The whole presidential campaign has left Minge discouraged. He recalls a time in the 1990s when a Republican-led Congress teamed with Bill Clinton’s Democratic White House to create a budget surplus. Now, Minge said, “Hillary Clinton brings up the deficit and Trump doesn’t even respond.”
When politicians don’t care, neither does the public. Minge, a retired Minnesota appeals court judge, travels to colleges as part of a Congress to Campus program. He was in Kansas City, Mo., recently and brought up the national debt and the deficit to students there.
“It didn’t spark any big debate,” he said. “Other issues have somehow replaced this.”
Minge believes Americans’ worries about jobs and terrorism have “overwhelmed a lot of the debt and deficit discussion.”
Some surveys bear that out. Voters still rank “the economy” as their top concern, according to the Pew Research Center. But these days “the economy” means something besides debt reduction. In 2013, 72 percent of Americans thought reducing the budget deficit should be a top priority for the president; in 2016, 56 percent did, Pew found.
While Minge discussed economic anxiety, Hamline University political scientist Joseph Peschek posited an opposite theory. He said recent “positive news on job creation and income growth” might have blunted voters’ concerns about paying down the debt and balancing the budget.
“Things are not as dire as they were during the Great Recession or the weak recovery,” Peschek said.
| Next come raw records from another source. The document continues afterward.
impl JobDriver {
    async fn run(self) {
        let (tenant, class, input, plan) = match self.start() {
            Some(snapshot) => snapshot,
            None => return,
        };

        let execution = match ExecutionPlan::build(&plan) {
            Ok(execution) => execution,
            Err(error) => {
                self.finish_failed(error);
                return;
            }
        };

        self.emitter.emit(
            EventKind::PlanLoaded,
            None,
            None,
            format!(
                "plan loaded: {} levels, {} agents",
                execution.levels.len(),
                execution.agent_count()
            ),
        );

        let job_deadline = Instant::now() + self.config.job_budget;
        let raw_input = input.raw_text().to_string();
        let mut outputs: HashMap<String, AgentOutput> = HashMap::new();

        for (level_index, level) in execution.levels.iter().enumerate() {
            if self.cancel.is_cancelled() {
                self.finish_cancelled();
                return;
            }

            // Fan out the level, then join it. The barrier is what lets
            // children trust their parent's output.
            let mut handles = Vec::with_capacity(level.agents.len());
            for scheduled in &level.agents {
                let deadline =
                    (Instant::now() + self.config.per_agent_budget).min(job_deadline);
                let parent_output = scheduled
                    .parent_id
                    .as_ref()
                    .and_then(|parent| outputs.get(parent))
                    .cloned();
                let request = InvocationRequest {
                    tenant_id: tenant.clone(),
                    job_id: self.job_id.clone(),
                    agent: scheduled.clone(),
                    level: level_index,
                    raw_input: raw_input.clone(),
                    parent_output,
                    deadline,
                    cancel: self.cancel.clone(),
                    emitter: self.emitter.clone(),
                };
                let runtime = self.runtime.clone();
                let agent_id = scheduled.agent_id.clone();
                handles.push((
                    agent_id,
                    tokio::spawn(async move { runtime.run(request).await }),
                ));
            }

            let mut level_invocations = Vec::with_capacity(handles.len());
            for (agent_id, handle) in handles {
                let invocation = match handle.await {
                    Ok(invocation) => invocation,
                    Err(join_error) => {
                        // A panicked agent task is an agent-local failure,
                        // not a job-fatal one.
                        let mut invocation = AgentInvocation::pending(
                            self.job_id.clone(),
                            agent_id.clone(),
                            level_index,
                        );
                        invocation.status = InvocationStatus::Error;
                        invocation.finished_at = Some(Utc::now());
                        invocation.error = Some(
                            EngineError::Internal(format!(
                                "agent task failed: {}",
                                join_error
                            ))
                            .to_envelope(),
                        );
                        invocation
                    }
                };
                if invocation.status == InvocationStatus::Ok {
                    outputs.insert(invocation.agent_id.clone(), invocation.output.clone());
                }
                level_invocations.push(invocation);
            }
            self.record_invocations(level_invocations);
        }

        if self.cancel.is_cancelled() {
            self.finish_cancelled();
            return;
        }

        let invocations = self.current_invocations();
        let any_ok = invocations
            .iter()
            .any(|inv| inv.status == InvocationStatus::Ok);
        if !any_ok {
            self.finish_failed(EngineError::NoViableAgents(format!(
                "all {} agents of job '{}' failed",
                invocations.len(),
                self.job_id
            )));
            return;
        }

        self.emitter.emit(
            EventKind::Validating,
            None,
            None,
            "validating agent outputs".to_string(),
        );
        if let Err(error) = validate_invocations(&self.job_id, &invocations) {
            self.finish_failed(error);
            return;
        }

        self.emitter.emit(
            EventKind::Synthesizing,
            None,
            None,
            "synthesizing result".to_string(),
        );
        let synthesis_ctx = SynthesisContext {
            tenant_id: tenant.clone(),
            job_id: self.job_id.clone(),
            deadline: job_deadline,
            cancel: self.cancel.clone(),
            emitter: self.emitter.clone(),
        };
        let artifact = match class {
            AgentClass::Query => {
                self.synthesizer
                    .synthesize_query(&synthesis_ctx, &input, &plan, &invocations)
                    .await
            }
            // Ingest and management jobs both produce a merged record.
            AgentClass::Ingest | AgentClass::Management => self
                .synthesizer
                .synthesize_ingest(&synthesis_ctx, &input, &invocations),
        };

        match artifact {
            Ok(artifact) if !artifact.is_empty() => self.finish_succeeded(artifact),
            Ok(_) => self.finish_failed(EngineError::SynthesisRefused(format!(
                "job '{}' synthesized an empty artifact",
                self.job_id
            ))),
            Err(error) if matches!(error, EngineError::Cancelled(_)) => {
                self.finish_cancelled();
            }
            Err(error) => self.finish_failed(error),
        }
    }

    /// Move queued → running and snapshot what the driver needs. Returns
    /// `None` when the job was cancelled before it started.
    fn start(&self) -> Option<(TenantId, AgentClass, JobInput, Plan)> {
        let mut jobs = self.jobs.write().unwrap_or_else(|e| e.into_inner());
        let entry = jobs.get_mut(&self.job_id)?;
        if self.cancel.is_cancelled() {
            if entry.job.state.can_transition_to(JobState::Cancelled) {
                entry.job.state = JobState::Cancelled;
                entry.job.finished_at = Some(Utc::now());
                self.emitter
                    .emit(EventKind::Cancelled, None, None, "job cancelled".to_string());
                entry.job.events_emitted = self.emitter.emitted();
            }
            return None;
        }
        entry.job.state = JobState::Running;
        entry.job.started_at = Some(Utc::now());
        Some((
            entry.job.tenant_id.clone(),
            entry.job.class,
            entry.job.input.clone(),
            entry.job.plan_snapshot.clone(),
        ))
    }

    fn record_invocations(&self, invocations: Vec<AgentInvocation>) {
        let mut jobs = self.jobs.write().unwrap_or_else(|e| e.into_inner());
        if let Some(entry) = jobs.get_mut(&self.job_id) {
            entry.job.invocations.extend(invocations);
        }
    }

    fn current_invocations(&self) -> Vec<AgentInvocation> {
        let jobs = self.jobs.read().unwrap_or_else(|e| e.into_inner());
        jobs.get(&self.job_id)
            .map(|entry| entry.job.invocations.clone())
            .unwrap_or_default()
    }

    fn finish_succeeded(&self, artifact: ResultArtifact) {
        let mut jobs = self.jobs.write().unwrap_or_else(|e| e.into_inner());
        if let Some(entry) = jobs.get_mut(&self.job_id) {
            if !entry.job.state.can_transition_to(JobState::Succeeded) {
                return;
            }
            entry.job.state = JobState::Succeeded;
            entry.job.finished_at = Some(Utc::now());
            entry.job.artifact = Some(artifact);
            self.emitter
                .emit(EventKind::Complete, None, None, "job complete".to_string());
            entry.job.events_emitted = self.emitter.emitted();
            log::info!("scheduler job={} succeeded", self.job_id);
        }
    }

    fn finish_failed(&self, error: EngineError) {
        let mut jobs = self.jobs.write().unwrap_or_else(|e| e.into_inner());
        if let Some(entry) = jobs.get_mut(&self.job_id) {
            if !entry.job.state.can_transition_to(JobState::Failed) {
                return;
            }
            entry.job.state = JobState::Failed;
            entry.job.finished_at = Some(Utc::now());
            entry.job.error = Some(error.to_envelope());
            self.emitter.emit(
                EventKind::Failed,
                None,
                None,
                format!("job failed: {}", error.message()),
            );
            entry.job.events_emitted = self.emitter.emitted();
            log::warn!(
                "scheduler job={} failed cause={}",
                self.job_id,
                error.code()
            );
        }
    }

    fn finish_cancelled(&self) {
        let mut jobs = self.jobs.write().unwrap_or_else(|e| e.into_inner());
        if let Some(entry) = jobs.get_mut(&self.job_id) {
            if !entry.job.state.can_transition_to(JobState::Cancelled) {
                return;
            }
            entry.job.state = JobState::Cancelled;
            entry.job.finished_at = Some(Utc::now());
            self.emitter
                .emit(EventKind::Cancelled, None, None, "job cancelled".to_string());
            entry.job.events_emitted = self.emitter.emitted();
            log::info!("scheduler job={} cancelled", self.job_id);
        }
    }
}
So the debt situation “doesn’t lend itself to alarm bells.”
Gene Sperling, Clinton’s chief economic adviser, echoed that sentiment at a CRFB forum last week.
“It is hard to say that [the national debt] is the fundamental crisis the country faces right now,” he told MacGuineas.
Thinking the debt and the deficit don’t matter is a dangerous delusion, MacGuineas, Penny and Minge all warn. Tax cuts do not pay for themselves and infrastructure construction must be paid for if it is to promote economic growth, CRFB maintains.
Even without Trump’s economic plan, current projections show the debt increasing by $9 trillion in the next decade. CRFB said the jump “is largely the result of rising entitlement spending and growing interest costs.” Reforming Social Security, Medicare and Medicaid were not even mentioned in the debate.
Republicans are traditionally the ones who focus on the debt and deficit, Peschek explained. But Trump has talked about the nation borrowing its way to prosperity taking advantage of low interest rates. Now, he says he can make the economy growth two or three times as fast as it has recently by cutting business tax rates and tax rates for the rich.
Democrats don’t care to focus on trimming the debt, Peschek pointed out, because they associate it with austerity measures that cut government programs rather than raise revenue.
At this point, MacGuineas thinks the presidential campaign could use a little Minnesota discipline.
“I don’t know what it is in the water there,” she said. “But the folks from Minnesota have been so engaged and so good on this issue, our board would be nowhere without having had their leadership.”